On 21 September 2007, the GSoA submitted an initiative that required a ban on all arms exports from Switzerland. This initiative was rejected in a referendum on November 29, 2009 with 68.2% of the voters casting a no.

Another initiative required stricter legislation on private possession of firearms and a stop to the Swiss tradition to store the assault rifles of each soldier at home. The initiative was supported by some 40 organisations, of which the Social Democratic Party of Switzerland, the Green Party of Switzerland and the GSoA made the largest contributions. The initiative was rejected on February 13, 2011 with 56.3% of the voters saying no.

GSoA's initiative to abolish conscription was rejected by 73.2% of the Swiss electorate on September 22, 2013.

In 2008 the Swiss Federal Council announced its plans to purchase a new generation of fighter aircraft. Immediately after this, the GSoA started an initiative that proposes a 10-year-moratorium for aircraft procurements. The collection of signatures was completed in May 2009. After guaranteeing the group that there would be a Referendum about new fighter jets the group pulled the initiative back. When the parliament decided to buy new jets 2014 it was possible to collect signatures for a referendum which is easier to win than an initiative. In the end 53% of Swiss voters decided not to buy new Gripen fighter jets on May 18, 2014. This was the first victory on the ballot for GSoA in a nationwide referendum.

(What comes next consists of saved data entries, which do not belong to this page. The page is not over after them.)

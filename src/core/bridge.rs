//! Connection bridge: the per-call state machine joining the two legs.
//!
//! One [`ConnectionBridge`] exists per phone call. It owns the
//! [`CallSession`], gates the one-time session initialization on both legs
//! being ready, translates each leg's events into the other leg's vocabulary,
//! re-chunks AI audio into telephony frames, and runs the closing protocol.
//! Outbound traffic goes through the legs' routing channels, so no handler
//! here blocks on network I/O.

use tokio::sync::mpsc;
use tracing::{debug, error, info, warn};

use crate::config::ServerConfig;
use crate::core::audio::FrameRechunker;
use crate::core::realtime::messages::{
    ClientEvent, ConversationItem, ServerEvent, SessionConfig, TurnDetection,
};
use crate::core::realtime::{AudioFormat, RealtimeRoute, RealtimeVoice};
use crate::core::session::CallSession;
use crate::core::telephony::{TelephonyRoute, TwilioEvent, TwilioMessage};

/// Server-side voice activity detection tunables for a call.
#[derive(Debug, Clone, Copy)]
pub struct TurnDetectionSettings {
    /// Activation threshold (0.0 to 1.0)
    pub threshold: f32,
    /// Audio included before detected speech, in ms
    pub prefix_padding_ms: u32,
    /// Silence that ends a turn, in ms
    pub silence_duration_ms: u32,
}

/// Per-call configuration applied at session initialization.
#[derive(Debug, Clone)]
pub struct BridgeSettings {
    /// Synthesized voice identity
    pub voice: RealtimeVoice,
    /// Sampling randomness, 0.0 to 1.0
    pub temperature: f32,
    /// Server VAD tunables
    pub turn_detection: TurnDetectionSettings,
    /// Prompt for a synthetic first turn so the AI speaks before the caller;
    /// `None` waits for caller input
    pub greeting: Option<String>,
    /// Session audio codec; must match the telephony leg's codec
    pub audio_format: AudioFormat,
}

impl BridgeSettings {
    /// Build per-call settings from server configuration.
    pub fn from_config(config: &ServerConfig) -> Self {
        Self {
            voice: RealtimeVoice::from_str_or_default(&config.voice),
            temperature: config.temperature,
            turn_detection: TurnDetectionSettings {
                threshold: config.vad_threshold,
                prefix_padding_ms: config.vad_prefix_padding_ms,
                silence_duration_ms: config.vad_silence_duration_ms,
            },
            greeting: config.greeting.clone(),
            // Fixed to the telephony codec: frames pass between the legs
            // without transcoding.
            audio_format: AudioFormat::G711Ulaw,
        }
    }
}

/// Orchestrates one call across the telephony and AI legs.
pub struct ConnectionBridge {
    session: CallSession,
    rechunker: FrameRechunker,
    settings: BridgeSettings,
    telephony_tx: mpsc::Sender<TelephonyRoute>,
    ai_tx: mpsc::Sender<RealtimeRoute>,
    telephony_closed: bool,
    ai_closed: bool,
}

impl ConnectionBridge {
    pub fn new(
        instructions: String,
        settings: BridgeSettings,
        telephony_tx: mpsc::Sender<TelephonyRoute>,
        ai_tx: mpsc::Sender<RealtimeRoute>,
    ) -> Self {
        Self {
            session: CallSession::new(instructions),
            rechunker: FrameRechunker::new(),
            settings,
            telephony_tx,
            ai_tx,
            telephony_closed: false,
            ai_closed: false,
        }
    }

    pub fn session(&self) -> &CallSession {
        &self.session
    }

    /// Bytes of AI audio buffered awaiting a complete telephony frame.
    pub fn buffered_audio(&self) -> usize {
        self.rechunker.buffered()
    }

    // =========================================================================
    // Telephony leg events
    // =========================================================================

    /// Dispatch one inbound telephony event.
    ///
    /// Returns `false` when the call should end.
    pub async fn on_telephony_event(&mut self, event: TwilioEvent) -> bool {
        match event {
            TwilioEvent::Connected => {
                debug!("Telephony stream handshake complete");
                true
            }

            TwilioEvent::Start { start } => {
                info!(
                    stream_sid = %start.stream_sid,
                    call_sid = ?start.call_sid,
                    "Telephony stream started"
                );
                self.on_telephony_start(start.stream_sid).await;
                true
            }

            TwilioEvent::Media { media } => {
                self.session.observe_media_timestamp(media.timestamp);

                // Caller audio over an in-flight response is where barge-in
                // truncation would hook in; the turn state for it is tracked
                // but not acted on.
                if !self.ai_closed {
                    // Payload is already in the AI leg's wire encoding;
                    // forward it untouched.
                    self.send_ai(ClientEvent::InputAudioBufferAppend {
                        audio: media.payload,
                    })
                    .await;
                }
                true
            }

            TwilioEvent::Mark { mark } => {
                match self.session.turn.ack_mark() {
                    Some(sent) => debug!(acknowledged = %sent, received = %mark.name, "Playback mark acknowledged"),
                    None => debug!(received = %mark.name, "Mark acknowledged with empty queue"),
                }
                true
            }

            TwilioEvent::Stop => {
                info!("Telephony stream stopped");
                false
            }
        }
    }

    async fn on_telephony_start(&mut self, stream_sid: String) {
        self.session.started = true;
        self.session.stream_sid = Some(stream_sid);
        self.session.latest_media_timestamp_ms = 0;
        self.try_init().await;
    }

    // =========================================================================
    // AI leg events
    // =========================================================================

    /// Dispatch one inbound AI event.
    pub async fn on_ai_event(&mut self, event: ServerEvent) {
        match event {
            ServerEvent::SessionCreated { session } => {
                info!(session_id = %session.id, "AI session created");
                self.session.ai_ready = true;
                self.try_init().await;
            }

            ServerEvent::SessionUpdated { session } => {
                debug!(session_id = %session.id, "AI session configuration acknowledged");
            }

            ServerEvent::AudioDelta {
                item_id, delta, ..
            } => {
                self.on_audio_delta(item_id.as_deref(), &delta).await;
            }

            ServerEvent::AudioDone { item_id } => {
                debug!(item_id = %item_id, "AI audio for item complete");
            }

            ServerEvent::AudioTranscriptDone { transcript, .. } => {
                info!(transcript = %transcript, "Assistant transcript");
            }

            ServerEvent::SpeechStarted { audio_start_ms, .. } => {
                debug!(audio_start_ms, "Caller speech started");
            }

            ServerEvent::SpeechStopped { audio_end_ms, .. } => {
                debug!(audio_end_ms, "Caller speech stopped");
            }

            ServerEvent::ResponseDone { response } => {
                debug!(response_id = %response.id, status = ?response.status, "AI response complete");
                self.session.turn.reset();
            }

            ServerEvent::Error { error } => {
                error!(
                    error_type = %error.error_type,
                    code = ?error.code,
                    "AI leg reported an error: {}",
                    error.message
                );
            }
        }
    }

    /// Decode a spoken-audio delta, emit complete telephony frames, and send
    /// one playback marker for the forward.
    async fn on_audio_delta(&mut self, item_id: Option<&str>, delta: &str) {
        let Some(stream_sid) = self.session.stream_sid.clone() else {
            debug!("Dropping AI audio before telephony stream start");
            return;
        };

        let bytes = match ServerEvent::decode_audio_delta(delta) {
            Ok(bytes) => bytes,
            Err(e) => {
                warn!("Dropping undecodable audio delta: {e}");
                return;
            }
        };

        self.session
            .turn
            .on_audio_delta(self.session.latest_media_timestamp_ms, item_id);

        for frame in self.rechunker.push(&bytes) {
            self.send_telephony(TwilioMessage::media(&stream_sid, &frame))
                .await;
        }

        let mark = self.session.turn.push_mark();
        self.send_telephony(TwilioMessage::mark(&stream_sid, &mark))
            .await;
    }

    // =========================================================================
    // Initialization gate
    // =========================================================================

    /// Send the one-time session configuration once both legs are ready.
    ///
    /// A no-op unless `started && ai_ready && !session_initialized`, so the
    /// arrival order of `start` and `session.created` does not matter and the
    /// configuration is sent exactly once per call.
    async fn try_init(&mut self) {
        if !(self.session.started && self.session.ai_ready) || self.session.session_initialized {
            return;
        }
        self.session.session_initialized = true;

        info!("Both legs ready, initializing AI session");
        let config = self.build_session_config();
        self.send_ai(ClientEvent::SessionUpdate { session: config })
            .await;

        if let Some(greeting) = self.settings.greeting.clone() {
            self.send_ai(ClientEvent::ConversationItemCreate {
                item: ConversationItem::user_text(greeting),
            })
            .await;
            self.send_ai(ClientEvent::ResponseCreate).await;
        }
    }

    fn build_session_config(&self) -> SessionConfig {
        let format = self.settings.audio_format.as_str().to_string();
        SessionConfig {
            modalities: Some(vec!["text".to_string(), "audio".to_string()]),
            instructions: Some(self.session.instructions.clone()),
            voice: Some(self.settings.voice.as_str().to_string()),
            input_audio_format: Some(format.clone()),
            output_audio_format: Some(format),
            turn_detection: Some(TurnDetection::ServerVad {
                threshold: self.settings.turn_detection.threshold,
                prefix_padding_ms: self.settings.turn_detection.prefix_padding_ms,
                silence_duration_ms: self.settings.turn_detection.silence_duration_ms,
            }),
            temperature: Some(self.settings.temperature),
        }
    }

    // =========================================================================
    // Closing protocol
    // =========================================================================

    /// The telephony leg has ended: discard per-call buffers and close the
    /// AI leg if it is still open. Safe to call more than once.
    pub async fn on_telephony_closed(&mut self) {
        self.telephony_closed = true;
        self.discard_call_state();
        if !self.ai_closed {
            self.ai_closed = true;
            let _ = self.ai_tx.send(RealtimeRoute::Close).await;
        }
    }

    /// The AI leg has ended: discard per-call buffers and close the telephony
    /// leg if it is still open. Safe to call more than once.
    pub async fn on_ai_closed(&mut self) {
        self.ai_closed = true;
        self.discard_call_state();
        if !self.telephony_closed {
            self.telephony_closed = true;
            let _ = self.telephony_tx.send(TelephonyRoute::Close).await;
        }
    }

    fn discard_call_state(&mut self) {
        self.rechunker.clear();
        self.session.turn.reset();
    }

    // =========================================================================
    // Outbound routing
    // =========================================================================

    async fn send_telephony(&self, message: TwilioMessage) {
        if self
            .telephony_tx
            .send(TelephonyRoute::Message(message))
            .await
            .is_err()
        {
            debug!("Telephony leg writer gone, dropping outbound message");
        }
    }

    async fn send_ai(&self, event: ClientEvent) {
        if self.ai_tx.send(RealtimeRoute::Event(event)).await.is_err() {
            debug!("AI leg writer gone, dropping outbound event");
        }
    }
}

On 27 September 2020, the GSoA narrowly failed to defeat the next proposal to purchase new fighter jets. In another referendum, 50.1% of the electorate approved an appropriations bill providing for CHF 6 billion for aircraft of an unspecified type, to which the GSoA led the opposition. When the government selected the U.S.-made F-35 in June 2021, the GSoA announced another popular initiative intended to prevent the purchase.